Tuesday, July 25, 2006

Amal Saad-Ghorayeb, "The framing of Hizbullah," The Guardian, July 15, 2006.

The capture of three Israeli soldiers by the Lebanese resistance movement, Hizbullah, to bargain for prisoner exchange should come as no surprise - least of all to Israel, which must bear its own responsibility for the abductions and is using this conflict to pursue its wider strategic aims. The prisoners Hizbullah wants released are hostages who were taken on Lebanese soil. In the successful prisoner exchange in 2004, Israel held on to three Lebanese detainees as bargaining chips and to keep the battle front with Hizbullah open. These detentions have become a cause celebre in Lebanon.

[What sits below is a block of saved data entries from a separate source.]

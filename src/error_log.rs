//! Append-only log of oracle invocation failures.
//!
//! Failures are advisory: they are recorded here and persisted next to the
//! cache, but never change what the scan does next.

use crate::error::{CacheError, OracleError};
use chrono::Utc;
use serde::{Deserialize, Serialize};
use std::fs;
use std::path::{Path, PathBuf};
use std::sync::Mutex;

/// One failed oracle invocation
#[derive(Debug, Clone, PartialEq, Eq, Serialize, Deserialize)]
#[serde(rename_all = "camelCase")]
pub struct ErrorRecord {
    /// Command that was run, e.g. `gopls references`
    pub command: String,
    /// Query input (file path, or `path:position`)
    pub input: String,
    /// Whatever the process printed before failing
    #[serde(default)]
    pub output: String,
    pub underlying_error: String,
    /// Unix seconds when the failure was recorded
    #[serde(default)]
    pub timestamp: i64,
}

impl ErrorRecord {
    pub fn from_oracle(query: &str, input: &str, err: &OracleError) -> Self {
        let command = match err {
            OracleError::Spawn { command, .. }
            | OracleError::NonZeroExit { command, .. }
            | OracleError::Timeout { command, .. }
            | OracleError::InvalidUtf8(command) => command.clone(),
        };
        Self {
            command: if command.is_empty() {
                query.to_string()
            } else {
                command
            },
            input: input.to_string(),
            output: err.output().to_string(),
            underlying_error: err.to_string(),
            timestamp: Utc::now().timestamp(),
        }
    }
}

/// Error log shared by all workers of a session
#[derive(Debug)]
pub struct ErrorLog {
    path: PathBuf,
    records: Mutex<Vec<ErrorRecord>>,
}

impl ErrorLog {
    /// Load existing records, starting empty if the document is absent or unreadable
    pub fn load(path: &Path) -> Self {
        let records = match fs::read_to_string(path) {
            Ok(content) => serde_json::from_str(&content).unwrap_or_else(|e| {
                tracing::warn!("Ignoring unreadable error log {:?}: {}", path, e);
                Vec::new()
            }),
            Err(_) => Vec::new(),
        };
        Self {
            path: path.to_path_buf(),
            records: Mutex::new(records),
        }
    }

    pub fn path(&self) -> &Path {
        &self.path
    }

    pub fn append(&self, record: ErrorRecord) {
        tracing::warn!(
            "Oracle failure: {} {}: {}",
            record.command,
            record.input,
            record.underlying_error
        );
        self.lock().push(record);
    }

    /// Snapshot of all records in append order
    pub fn records(&self) -> Vec<ErrorRecord> {
        self.lock().clone()
    }

    pub fn len(&self) -> usize {
        self.lock().len()
    }

    pub fn is_empty(&self) -> bool {
        self.lock().is_empty()
    }

    pub fn clear(&self) {
        self.lock().clear();
    }

    /// Persist all records as a JSON array
    pub fn flush(&self) -> Result<(), CacheError> {
        let save_err = |reason: String| CacheError::SaveFailed {
            path: self.path.display().to_string(),
            reason,
        };
        let content = serde_json::to_string_pretty(&*self.lock())
            .map_err(|e| save_err(e.to_string()))?;
        if let Some(parent) = self.path.parent() {
            fs::create_dir_all(parent).map_err(|e| save_err(e.to_string()))?;
        }
        fs::write(&self.path, content).map_err(|e| save_err(e.to_string()))?;
        tracing::debug!("Saved error log to {:?}", self.path);
        Ok(())
    }

    fn lock(&self) -> std::sync::MutexGuard<'_, Vec<ErrorRecord>> {
        // A poisoned log still holds valid records
        self.records.lock().unwrap_or_else(|e| e.into_inner())
    }
}
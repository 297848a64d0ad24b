//! Folder/file/declaration hierarchy built from per-file scan results.
//!
//! Building is pure: the same set of results produces the same tree no matter
//! the order they are supplied in. Folders merge by name at each depth, files
//! of the same name within a folder merge their declarations, and every list
//! is kept in a canonical order.

use crate::cache::IndexCache;
use crate::oracle::Position;
use crate::paths;
use crate::types::{Declaration, Reference, SymbolKind};
use serde::{Deserialize, Serialize};
use std::collections::BTreeMap;
use std::path::{Path, PathBuf};

/// How declarations without references appear in the tree
#[derive(Debug, Clone, Copy, Default, PartialEq, Eq, Serialize, Deserialize)]
#[serde(rename_all = "lowercase")]
pub enum ZeroReferencePolicy {
    /// Keep them, marked with `zeroReferences`
    #[default]
    Flag,
    /// Leave them out
    Suppress,
}

/// Declarations of one file, keyed by its project-relative path
#[derive(Debug, Clone, PartialEq, Eq)]
pub struct FileResult {
    pub relative_path: String,
    pub declarations: Vec<Declaration>,
}

impl FileResult {
    pub fn new(relative_path: impl Into<String>, declarations: Vec<Declaration>) -> Self {
        Self {
            relative_path: relative_path.into(),
            declarations,
        }
    }
}

/// A folder node
#[derive(Debug, Clone, Default, PartialEq, Eq, Serialize, Deserialize)]
#[serde(rename_all = "camelCase")]
pub struct HierarchyNode {
    pub name: String,
    /// Project-relative folder path, empty for the root
    pub path: String,
    /// References from this folder's files whose use site is in another folder
    #[serde(default)]
    pub references: Vec<Reference>,
    #[serde(default)]
    pub files: Vec<FileNode>,
    #[serde(default)]
    pub sub_folders: BTreeMap<String, HierarchyNode>,
}

#[derive(Debug, Clone, PartialEq, Eq, Serialize, Deserialize)]
#[serde(rename_all = "camelCase")]
pub struct FileNode {
    pub name: String,
    pub path: String,
    /// References from this file whose use site is in another file of the same folder
    #[serde(default)]
    pub references: Vec<Reference>,
    #[serde(default)]
    pub symbols: Vec<SymbolNode>,
}

#[derive(Debug, Clone, PartialEq, Eq, PartialOrd, Ord, Serialize, Deserialize)]
#[serde(rename_all = "camelCase")]
pub struct SymbolNode {
    pub position: Position,
    pub name: String,
    pub kind: SymbolKind,
    #[serde(default, skip_serializing_if = "String::is_empty")]
    pub oracle_kind: String,
    #[serde(default)]
    pub references: Vec<Reference>,
    #[serde(default)]
    pub zero_references: bool,
}

impl From<&Declaration> for SymbolNode {
    fn from(decl: &Declaration) -> Self {
        Self {
            position: decl.position,
            name: decl.name.clone(),
            kind: decl.kind,
            oracle_kind: decl.oracle_kind.clone(),
            references: decl.references.clone(),
            zero_references: decl.zero_references,
        }
    }
}

impl HierarchyNode {
    fn folder(name: &str, path: &str) -> Self {
        Self {
            name: name.to_string(),
            path: path.to_string(),
            ..Self::default()
        }
    }

    pub fn is_empty(&self) -> bool {
        self.files.is_empty() && self.sub_folders.is_empty()
    }

    /// Number of files in this folder and all subfolders
    pub fn file_count(&self) -> usize {
        self.files.len()
            + self
                .sub_folders
                .values()
                .map(HierarchyNode::file_count)
                .sum::<usize>()
    }

    /// Number of declarations in this folder and all subfolders
    pub fn symbol_count(&self) -> usize {
        self.files.iter().map(|f| f.symbols.len()).sum::<usize>()
            + self
                .sub_folders
                .values()
                .map(HierarchyNode::symbol_count)
                .sum::<usize>()
    }

    /// Look up a descendant folder by relative path (`qf/db`)
    pub fn folder_at(&self, path: &str) -> Option<&HierarchyNode> {
        path.split('/')
            .filter(|c| !c.is_empty())
            .try_fold(self, |node, name| node.sub_folders.get(name))
    }

    fn folder_mut(&mut self, components: &[&str]) -> &mut HierarchyNode {
        let mut node = self;
        let mut path = String::new();
        for name in components {
            if !path.is_empty() {
                path.push('/');
            }
            path.push_str(name);
            node = node
                .sub_folders
                .entry(name.to_string())
                .or_insert_with(|| HierarchyNode::folder(name, &path));
        }
        node
    }

    fn canonicalize(&mut self) {
        self.references.sort();
        self.files.sort_by(|a, b| a.name.cmp(&b.name));
        for file in &mut self.files {
            file.references.sort();
            for symbol in &mut file.symbols {
                symbol.references.sort();
            }
            file.symbols.sort();
        }
        for folder in self.sub_folders.values_mut() {
            folder.canonicalize();
        }
    }

    /// Remove, bottom-up, folders without files or surviving subfolders
    fn prune(&mut self) {
        for folder in self.sub_folders.values_mut() {
            folder.prune();
        }
        self.sub_folders.retain(|name, folder| {
            let keep = !folder.is_empty();
            if !keep {
                tracing::trace!("Pruning empty folder {}", name);
            }
            keep
        });
    }
}

/// Builds hierarchies with a root name and zero-reference policy
#[derive(Debug, Clone, Default)]
pub struct HierarchyBuilder {
    root_name: String,
    policy: ZeroReferencePolicy,
    project_root: Option<PathBuf>,
}

impl HierarchyBuilder {
    pub fn new(root_name: impl Into<String>) -> Self {
        Self {
            root_name: root_name.into(),
            ..Self::default()
        }
    }

    pub fn with_policy(mut self, policy: ZeroReferencePolicy) -> Self {
        self.policy = policy;
        self
    }

    /// Compare use sites by their full project-relative location
    ///
    /// Without a project root, use sites are compared by folder and file
    /// name only.
    pub fn with_project_root(mut self, root: impl AsRef<Path>) -> Self {
        self.project_root = Some(paths::normalize(root.as_ref()));
        self
    }

    pub fn build<I>(&self, results: I) -> HierarchyNode
    where
        I: IntoIterator<Item = FileResult>,
    {
        let mut root = HierarchyNode::folder(&self.root_name, "");

        for result in results {
            self.insert(&mut root, result);
        }

        root.prune();
        root.canonicalize();
        tracing::debug!(
            "Built hierarchy with {} files and {} declarations",
            root.file_count(),
            root.symbol_count()
        );
        root
    }

    /// Build from every entry of the cache
    pub fn from_cache(&self, cache: &IndexCache) -> HierarchyNode {
        self.build(
            cache
                .entries()
                .map(|(_, entry)| FileResult::new(entry.path.clone(), entry.symbols.clone())),
        )
    }

    fn insert(&self, root: &mut HierarchyNode, result: FileResult) {
        let mut components: Vec<&str> = result
            .relative_path
            .split('/')
            .filter(|c| !c.is_empty() && *c != ".")
            .collect();
        let Some(file_name) = components.pop() else {
            return;
        };

        let folder = root.folder_mut(&components);
        let folder_path = components.join("/");
        let site = DeclarationSite {
            folder_path: &folder_path,
            folder_name: components.last().copied().unwrap_or(&self.root_name),
            file_path: &result.relative_path,
            file_name,
        };

        let index = match folder.files.iter().position(|f| f.name == file_name) {
            Some(index) => index,
            None => {
                folder.files.push(FileNode {
                    name: file_name.to_string(),
                    path: result.relative_path.clone(),
                    references: Vec::new(),
                    symbols: Vec::new(),
                });
                folder.files.len() - 1
            }
        };

        for decl in &result.declarations {
            if decl.zero_references && self.policy == ZeroReferencePolicy::Suppress {
                continue;
            }
            for reference in &decl.references {
                match self.locate(&site, reference) {
                    UseSite::OtherFolder => folder.references.push(reference.clone()),
                    UseSite::OtherFile => folder.files[index].references.push(reference.clone()),
                    UseSite::SameFile => {}
                }
            }
            folder.files[index].symbols.push(SymbolNode::from(decl));
        }
    }

    fn locate(&self, site: &DeclarationSite<'_>, reference: &Reference) -> UseSite {
        let relative = self.project_root.as_ref().and_then(|root| {
            (!reference.file_path.is_empty())
                .then(|| paths::relative_to(Path::new(&reference.file_path), root))
                .flatten()
        });

        let (same_folder, same_file) = match relative {
            Some(relative) => {
                let folder = relative.rsplit_once('/').map_or("", |(dir, _)| dir);
                (folder == site.folder_path, relative == site.file_path)
            }
            None => {
                let same_folder = reference.folder_name == site.folder_name;
                (same_folder, same_folder && reference.file_name == site.file_name)
            }
        };

        if !same_folder {
            UseSite::OtherFolder
        } else if !same_file {
            UseSite::OtherFile
        } else {
            UseSite::SameFile
        }
    }
}

struct DeclarationSite<'a> {
    folder_path: &'a str,
    folder_name: &'a str,
    file_path: &'a str,
    file_name: &'a str,
}

enum UseSite {
    OtherFolder,
    OtherFile,
    SameFile,
}

/// Build a hierarchy with an unnamed root and the default policy
pub fn build<I>(results: I) -> HierarchyNode
where
    I: IntoIterator<Item = FileResult>,
{
    HierarchyBuilder::default().build(results)
}

/// Build a hierarchy from all cache entries
pub fn from_cache(
    cache: &IndexCache,
    root_name: &str,
    policy: ZeroReferencePolicy,
) -> HierarchyNode {
    HierarchyBuilder::new(root_name)
        .with_policy(policy)
        .from_cache(cache)
}

#[cfg(test)]
mod tests;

In a recent poll, efforts to effect their release attracted majority support, much more even than the liberation of Shebaa Farms, the disputed corridor of land between Syria and Lebanon still occupied by Israel.

The domestic significance of these hostages is ignored by those who choose to reduce the abductions to an act of solidarity with Palestinians in Gaza. Indeed Israel's media are aware of recent attempts to capture soldiers, including a botched attempt a few months ago in which three Hizbullah fighters were killed. Hizbullah's leader, Hassan Nasrallah, confirmed the attack took five months to plan. Its timing was probably a coincidence. It would seem, though, Hizbullah exerts some influence over the fighters in Gaza - those who captured Corporal Shalit were at the very least inspired by Hizbullah.

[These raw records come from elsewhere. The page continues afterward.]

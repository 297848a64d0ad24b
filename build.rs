use std::process::Command;

fn git(args: &[&str]) -> Option<String> {
    let output = Command::new("git").args(args).output().ok()?;
    if !output.status.success() {
        return None;
    }
    let text = String::from_utf8(output.stdout).ok()?;
    let text = text.trim();
    (!text.is_empty()).then(|| text.to_string())
}

fn main() {
    println!(
        "cargo:rustc-env=BUILD_TIMESTAMP={}",
        chrono::Utc::now().format("%Y-%m-%d %H:%M:%S UTC")
    );

    let hash = git(&["rev-parse", "--short", "HEAD"]).unwrap_or_else(|| "unknown".to_string());
    println!("cargo:rustc-env=GIT_COMMIT_HASH={}", hash);

    println!("cargo:rerun-if-changed=.git/HEAD");
    println!("cargo:rerun-if-changed=.git/refs/heads");
}
//! Source positions as reported by the oracle.
//!
//! The oracle reports a declaration range either as `line:col-col` or as
//! `line:col-line:col`. Only the start line and the two column numbers are
//! kept; an end line, when present, is discarded.

use regex::Regex;
use serde::{Deserialize, Serialize};
use std::fmt;
use std::sync::LazyLock;

static RANGE_REGEX: LazyLock<Regex> = LazyLock::new(|| {
    Regex::new(r"^(\d+):(\d+)-(?:\d+:)?(\d+)$").expect("range regex is valid")
});

/// A line plus a column range on that line
#[derive(Debug, Clone, Copy, PartialEq, Eq, Hash, PartialOrd, Ord, Serialize, Deserialize)]
#[serde(rename_all = "camelCase")]
pub struct Position {
    pub line: u32,
    pub column_start: u32,
    pub column_end: u32,
}

impl Position {
    /// Build a position, rejecting line 0 and inverted column ranges
    pub fn new(line: u32, column_start: u32, column_end: u32) -> Option<Self> {
        if line == 0 || column_start > column_end {
            return None;
        }
        Some(Self {
            line,
            column_start,
            column_end,
        })
    }

    /// Parse an oracle range token (`12:6-12:10` or `12:6-10`)
    pub fn parse(token: &str) -> Option<Self> {
        let caps = RANGE_REGEX.captures(token.trim())?;
        let line = caps[1].parse().ok()?;
        let column_start = caps[2].parse().ok()?;
        let column_end = caps[3].parse().ok()?;
        Self::new(line, column_start, column_end)
    }

    /// Query form expected by the oracle after `path:`
    pub fn to_query(&self) -> String {
        self.to_string()
    }
}

impl fmt::Display for Position {
    fn fmt(&self, f: &mut fmt::Formatter<'_>) -> fmt::Result {
        write!(f, "{}:{}-{}", self.line, self.column_start, self.column_end)
    }
}
//! # refmap - Incremental Declaration and Reference Indexer
//!
//! Builds a folder/file/declaration graph of a codebase, annotated with which
//! function or method uses which declaration.
//!
//! ## Overview
//!
//! refmap never parses source code itself. An external language oracle
//! (by default `gopls`) is asked for the declarations of each file and for the
//! use sites of each declaration. Every use site is attributed to the function
//! or method that textually encloses it in the referencing file. Results are
//! kept in a persistent cache keyed by file name and modification time, so
//! repeated scans only touch changed files.
//!
//! ## Architecture
//!
//! ```text
//! ┌──────────────┐   symbols / references   ┌──────────────┐
//! │  Indexing    │ ───────────────────────▶ │    Oracle    │  (gopls)
//! │  Session     │ ◀─────────────────────── │              │
//! └──────┬───────┘        plain text        └──────────────┘
//!        │
//!   ┌────┴──────┬──────────────┬───────────────┐
//!   │           │              │               │
//! ┌─▼──────┐ ┌──▼───────┐ ┌────▼──────┐ ┌──────▼─────┐
//! │ Index  │ │ Error    │ │ Hierarchy │ │ Named maps │
//! │ Cache  │ │ Log      │ │ Builder   │ │            │
//! └────────┘ └──────────┘ └───────────┘ └────────────┘
//! ```
//!
//! ## Modules
//!
//! - [`session`]: scan driver owning cache, error log and oracle
//! - [`oracle`]: oracle trait, positions and the external-command client
//! - [`indexer`]: response grammars, attribution and file discovery
//! - [`cache`]: persistent declaration cache for incremental scans
//! - [`hierarchy`]: folder/file/declaration tree for export
//! - [`maps`]: named hierarchy snapshots
//! - [`error_log`]: record of oracle failures
//! - [`config`]: configuration management with environment variable support
//! - [`types`]: declarations, references and scan request/report types
//! - [`error`]: error types and result aliases
//! - [`paths`]: path normalization utilities
//!
//! ## Usage Example
//!
//! ```no_run
//! use refmap::{Config, IndexingSession, ScanRequest};
//!
//! #[tokio::main]
//! async fn main() -> anyhow::Result<()> {
//!     let session = IndexingSession::new(Config::new()?, "/work/quickfeed")?;
//!
//!     let report = session
//!         .scan(ScanRequest::all().with_references(true))
//!         .await?;
//!     println!("{} files indexed, {} unused declarations", report.indexed, report.unused.len());
//!
//!     let tree = session.hierarchy().await;
//!     println!("{}", serde_json::to_string_pretty(&tree)?);
//!     Ok(())
//! }
//! ```

/// Persistent declaration cache keyed by file name
pub mod cache;

/// Configuration management with environment variable overrides
pub mod config;

/// Error types and utilities
pub mod error;

/// Append-only log of oracle failures
pub mod error_log;

/// Folder/file/declaration hierarchy built from scan results
pub mod hierarchy;

/// Declaration extraction, reference attribution and file discovery
pub mod indexer;

/// Named hierarchy snapshots
pub mod maps;

/// External symbol/reference oracle
pub mod oracle;

/// Path normalization and utility functions
pub mod paths;

/// Indexing session driving scans
pub mod session;

/// Declarations, references and scan request/report types
pub mod types;

pub use config::Config;
pub use error::{RefmapError, Result};
pub use session::IndexingSession;
pub use types::{Declaration, Reference, ScanReport, ScanRequest, SymbolKind};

The regional significance of the abductions has also been misconstrued. To suggest Hizbullah attacked on the orders of Tehran and Damascus is to grossly oversimplify a strong strategic and ideological relationship. Historically there has been an overlap of interests between Syria, Iran, Hizbullah and Hamas. Together they form a strategic axis - the "axis of terror" to Israel - that confronts US-Israeli designs to redraw the map of the region.

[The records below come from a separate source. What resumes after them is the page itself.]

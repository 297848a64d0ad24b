//! Reference resolution and enclosing-declaration attribution.
//!
//! The oracle reports each use site of a declaration as `path:line:col...`.
//! A use site is attributed to the nearest preceding function or method in
//! the *referencing* file, which may be a different file than the one the
//! declaration lives in.

use crate::error::{OracleError, RefmapError, ResolveError};
use crate::oracle::{Oracle, Position};
use crate::paths;
use crate::types::{Declaration, Reference};
use async_trait::async_trait;
use regex::Regex;
use std::path::{Path, PathBuf};
use std::sync::{Arc, LazyLock};

static LOCATION_REGEX: LazyLock<Regex> = LazyLock::new(|| {
    Regex::new(r"^(.+?):(\d+):(\d+)(?:[-:].*)?$").expect("location regex is valid")
});

/// A parsed reference location line
#[derive(Debug, Clone, PartialEq, Eq)]
pub struct ReferenceLocation {
    /// The full line as printed by the oracle
    pub raw: String,
    pub path: String,
    pub line: u32,
    pub column: u32,
}

impl ReferenceLocation {
    pub fn parse(line: &str) -> Option<Self> {
        let raw = line.trim();
        let caps = LOCATION_REGEX.captures(raw)?;
        let line_no: u32 = caps[2].parse().ok()?;
        if line_no == 0 {
            return None;
        }
        Some(Self {
            raw: raw.to_string(),
            path: caps[1].to_string(),
            line: line_no,
            column: caps[3].parse().ok()?,
        })
    }
}

/// Parse a full `references` response, skipping blank and malformed lines
pub fn parse_reference_lines(output: &str) -> Vec<ReferenceLocation> {
    output
        .lines()
        .filter(|line| !line.trim().is_empty())
        .filter_map(|line| {
            let parsed = ReferenceLocation::parse(line);
            if parsed.is_none() {
                tracing::debug!("Skipping malformed reference line: {:?}", line);
            }
            parsed
        })
        .collect()
}

/// Find the function or method that encloses `line`
///
/// Picks the callable declaration with the greatest line strictly before the
/// reference. When none precedes it, a callable declared on the reference
/// line itself is accepted. Non-callable declarations are never chosen.
pub fn enclosing_declaration<'a>(
    declarations: &'a [Declaration],
    path: &str,
    line: u32,
) -> Result<&'a Declaration, ResolveError> {
    let callables = declarations.iter().filter(|d| d.kind.can_enclose());

    let mut best: Option<&Declaration> = None;
    for decl in callables.clone() {
        if decl.position.line < line && best.is_none_or(|b| decl.position.line > b.position.line)
        {
            best = Some(decl);
        }
    }

    best.or_else(|| callables.into_iter().find(|d| d.position.line == line))
        .ok_or_else(|| ResolveError::NoEnclosingDeclaration {
            path: path.to_string(),
            line,
        })
}

/// Supplies the declaration list of a referencing file
///
/// Implementations index the file on demand when nothing current is known
/// about it.
#[async_trait]
pub trait DeclarationSource: Send + Sync {
    async fn declarations_for(&self, path: &Path) -> Result<Arc<Vec<Declaration>>, RefmapError>;
}

/// References of one declaration after attribution
#[derive(Debug, Clone, Default, PartialEq, Eq)]
pub struct Resolution {
    pub references: Vec<Reference>,
    /// Use sites dropped because no enclosing declaration exists
    pub unattributed: usize,
}

/// Resolves the use sites of declarations in one file
pub struct ReferenceResolver<'a> {
    oracle: &'a dyn Oracle,
    source: &'a dyn DeclarationSource,
    file: PathBuf,
    own: &'a [Declaration],
}

impl<'a> ReferenceResolver<'a> {
    /// `own` holds the freshly extracted declarations of `file`; they are
    /// used for use sites inside the file itself.
    pub fn new(
        oracle: &'a dyn Oracle,
        source: &'a dyn DeclarationSource,
        file: &Path,
        own: &'a [Declaration],
    ) -> Self {
        Self {
            oracle,
            source,
            file: paths::normalize(file),
            own,
        }
    }

    /// Query and attribute the references of `declaration`
    pub async fn resolve(&self, declaration: &Declaration) -> Result<Resolution, OracleError> {
        let output = self
            .oracle
            .list_references(&self.file, &declaration.position)
            .await?;

        let mut resolution = Resolution::default();
        for location in parse_reference_lines(&output) {
            match self.attribute(&location).await {
                Ok(reference) => resolution.references.push(reference),
                Err(e) => {
                    tracing::warn!("Dropping reference {}: {}", location.raw, e);
                    resolution.unattributed += 1;
                }
            }
        }

        tracing::debug!(
            "Resolved {} references for {} in {}",
            resolution.references.len(),
            declaration.name,
            self.file.display()
        );
        Ok(resolution)
    }

    async fn attribute(&self, location: &ReferenceLocation) -> Result<Reference, RefmapError> {
        let location_path = paths::normalize(Path::new(&location.path));

        let name = if location_path == self.file {
            enclosing_declaration(self.own, &location.path, location.line)?
                .name
                .clone()
        } else {
            let declarations = self.source.declarations_for(&location_path).await?;
            enclosing_declaration(&declarations, &location.path, location.line)?
                .name
                .clone()
        };

        Ok(Reference {
            location_path: location.raw.clone(),
            file_path: location.path.clone(),
            folder_name: paths::parent_folder_name(&location.path).to_string(),
            file_name: paths::file_name(&location.path).to_string(),
            enclosing_symbol_name: name,
        })
    }
}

But the nature of that relationship has changed much over the years. Since Syrian forces left Lebanon, Hizbullah has become the stronger party. It has never allowed any foreign power to dictate its military strategy.

It is ironic, given Israel's bombing of civilian targets in Beirut, that Hizbullah is often dismissed in the west as a terrorist organisation. In fact its military record is overwhelmingly one of conflict with Israeli forces inside Lebanese territory. This is just an example of the way that the west employs an entirely different definition of terrorism to the one used in the Arab world and elsewhere, where there is a recognition that terrorism can come in many forms.

The attempt to frame Hizbullah as a terrorist organisation is very far from political reality in Lebanon, from public opinion across the Arab and Islamic world, and from international law.

Israel's disproportionate response to the soldiers' capture will have an impact on Lebanese domestic policy. Hizbullah has recently proposed a comprehensive national defence strategy; the Lebanese government has yet to come up with anything similarly convincing. If demands for a prisoner exchange are successful then it shows that what Hizbullah would term the logic of resistance is the most effective defence strategy. Israel's escalation has been a poor PR exercise. Even if it succeeds in showing the Lebanese people that Hizbullah can be a liability, this may well be cancelled out by Israel's own aggression, which will only confirm Hizbullah's repeated warnings of the constant threat posed by Israel.

· Amal Saad-Ghorayeb is assistant professor of political science at the Lebanese-America University.